As of January 1, 2011, the Company had letters of credit outstanding of $1.9 million under its working capital
line of credit. This credit facility contains customary terms and conditions for credit facilities of this type, including
restrictions on the Company’s ability to incur or guaranty additional indebtedness, create liens, enter into
transactions with affiliates, make loans or investments, sell assets, pay dividends or make distributions on, or
repurchase, the Company’s stock, and consolidate or merge with other entities.
In addition, the Company is required to meet certain financial covenants customary with this type of
agreement, including maintaining a minimum specified tangible net worth, a minimum specified adjusted EBITDA,
and minimum specified interest coverage ratio.

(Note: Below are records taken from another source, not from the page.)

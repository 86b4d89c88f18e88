//! Interactive credential prompts

use dialoguer::{theme::ColorfulTheme, Input, Password};

use crate::cli::CredentialArgs;
use crate::errors::UpgradeError;
use crate::models::device::Credentials;

fn prompt_error(what: &str, err: dialoguer::Error) -> UpgradeError {
    UpgradeError::ConfigError(format!("{} not given and prompting failed: {}", what, err))
}

/// Fill in whatever the command line left out by asking on the terminal
pub fn resolve_credentials(args: &CredentialArgs) -> Result<Credentials, UpgradeError> {
    let theme = ColorfulTheme::default();

    let username = match &args.username {
        Some(username) => username.clone(),
        None => Input::<String>::with_theme(&theme)
            .with_prompt("Username")
            .interact_text()
            .map_err(|e| prompt_error("username", e))?,
    };

    let password = match &args.password {
        Some(password) => password.clone(),
        None => Password::with_theme(&theme)
            .with_prompt("Password")
            .interact()
            .map_err(|e| prompt_error("password", e))?,
    };

    Ok(Credentials::new(username, password))
}
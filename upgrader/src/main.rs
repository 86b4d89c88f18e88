//! PAN-OS Upgrade - Entry Point
//!
//! Upgrades Palo Alto Networks firewalls, singly or as a fleet through
//! Panorama, with backups, readiness gates and pre/post snapshots.

use std::process::ExitCode;

use clap::Parser;
use colored::Colorize;
use tracing::info;

use pan_os_upgrade::cli::commands::execute;
use pan_os_upgrade::cli::{Cli, EXIT_CONFIG_ERROR};

#[tokio::main]
async fn main() -> ExitCode {
    let cli = Cli::parse();

    match execute(cli, await_shutdown_signal()).await {
        Ok(code) => ExitCode::from(code),
        Err(e) => {
            eprintln!("{} {}", "✗".red().bold(), e.to_string().as_str().red());
            ExitCode::from(EXIT_CONFIG_ERROR)
        }
    }
}

async fn await_shutdown_signal() {
    #[cfg(unix)]
    {
        use tokio::signal::unix::{signal, SignalKind};
        let (mut sigterm, mut sigint) =
            match (signal(SignalKind::terminate()), signal(SignalKind::interrupt())) {
                (Ok(term), Ok(int)) => (term, int),
                _ => {
                    let _ = tokio::signal::ctrl_c().await;
                    info!("Ctrl+C received, shutting down...");
                    return;
                }
            };

        tokio::select! {
            _ = sigterm.recv() => {
                info!("SIGTERM received, shutting down...");
            }
            _ = sigint.recv() => {
                info!("SIGINT received, shutting down...");
            }
        }
    }

    #[cfg(not(unix))]
    {
        if tokio::signal::ctrl_c().await.is_ok() {
            info!("Ctrl+C received, shutting down...");
        }
    }
}
//! Report throughput benchmark - measures `report()` call latency and
//! end-to-end pipeline throughput with many producer threads

use clap::Parser;
use loadstat::infra::Config;
use loadstat::services::TestRunner;
use std::sync::Arc;
use std::time::{Duration, Instant, SystemTime};

#[derive(Parser)]
#[command(name = "loadstat-bench")]
struct Args {
    /// Producer threads
    #[arg(short, long, default_value = "100")]
    producers: usize,
    /// Reports per producer
    #[arg(short, long, default_value = "5000")]
    reports: usize,
    /// Capacity of every pipeline queue
    #[arg(long, default_value = "1000000")]
    queue_capacity: usize,
    /// Every Nth report is a failure (0 = none)
    #[arg(long, default_value = "10")]
    fail_every: usize,
}

fn print_latency(label: &str, mut samples: Vec<u64>) {
    if samples.is_empty() {
        println!("  {}: no samples", label);
        return;
    }
    samples.sort_unstable();
    let sum: u64 = samples.iter().sum();
    let avg = sum / samples.len() as u64;
    let max = samples[samples.len() - 1];
    let p50 = samples[samples.len() / 2];
    let p99 = samples[(samples.len() as f64 * 0.99) as usize].min(max);

    println!(
        "  {} (ns): min {} avg {} p50 {} p99 {} max {}",
        label, samples[0], avg, p50, p99, max
    );
}

#[tokio::main]
async fn main() -> Result<(), Box<dyn std::error::Error>> {
    let args = Args::parse();

    println!("Report Throughput Benchmark (Rust)");
    println!("==================================");
    println!("Producers: {}", args.producers);
    println!("Reports per producer: {}", args.reports);
    println!("Queue capacity: {}", args.queue_capacity);
    println!();

    let config = Config::default().with_queue_capacity(args.queue_capacity);
    let runner = Arc::new(TestRunner::new(config));
    let session = runner.start_test("bench")?;

    let started = Instant::now();
    let handles: Vec<_> = (0..args.producers)
        .map(|_| {
            let runner = runner.clone();
            let reports = args.reports;
            let fail_every = args.fail_every;
            std::thread::spawn(move || {
                let mut latencies = Vec::with_capacity(reports);
                for i in 0..reports {
                    let start = SystemTime::now() - Duration::from_millis((i % 50) as u64);
                    let success = fail_every == 0 || i % fail_every != 0;
                    let call = Instant::now();
                    runner.report(start, success);
                    latencies.push(call.elapsed().as_nanos() as u64);
                }
                latencies
            })
        })
        .collect();

    let mut latencies = Vec::with_capacity(args.producers * args.reports);
    for handle in handles {
        latencies.extend(handle.join().map_err(|_| "producer thread panicked")?);
    }
    let produce_elapsed = started.elapsed();

    runner.stop_test();
    session.finished().await;
    let total_elapsed = started.elapsed();

    let snapshot = session.snapshot();
    let metrics = session.metrics().report();

    println!("Results:");
    print_latency("report()", latencies);
    println!("  Produce phase: {:.1} ms", produce_elapsed.as_secs_f64() * 1000.0);
    println!("  Drained after: {:.1} ms", total_elapsed.as_secs_f64() * 1000.0);
    println!("  Accepted: {}", snapshot.total_requests);
    println!("  Processed: {}", snapshot.processed_requests);
    println!("  Dropped: {}", snapshot.dropped_trips);
    println!("  Buckets emitted: {}", metrics.buckets_emitted);
    println!(
        "  Throughput: {:.0} trips/s",
        snapshot.processed_requests as f64 / total_elapsed.as_secs_f64().max(f64::EPSILON)
    );
    println!("  Error rate: {:.2}%", snapshot.cumulative_error_rate);

    Ok(())
}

This credit facility contains customary events of default, including for payment defaults, breaches of
representations, breaches of affirmative or negative covenants, cross defaults to other material indebtedness,
bankruptcy and failure to discharge certain judgments. If a default occurs and is not cured within any applicable
cure period or is not waived, the Company’s obligations under the credit facility may be accelerated.
As of January 1, 2011, the Company was in compliance with all covenants under its credit facility.
8. Common Stock
Common stockholders are entitled to one vote for each share held and to receive dividends if and when
declared by the Board of Directors and subject to and qualified by the rights of holders of the preferred stock. Upon
dissolution or liquidation of the Company, holders of common stock will be entitled to receive all available assets
subject to any preferential rights of any then outstanding preferred stock.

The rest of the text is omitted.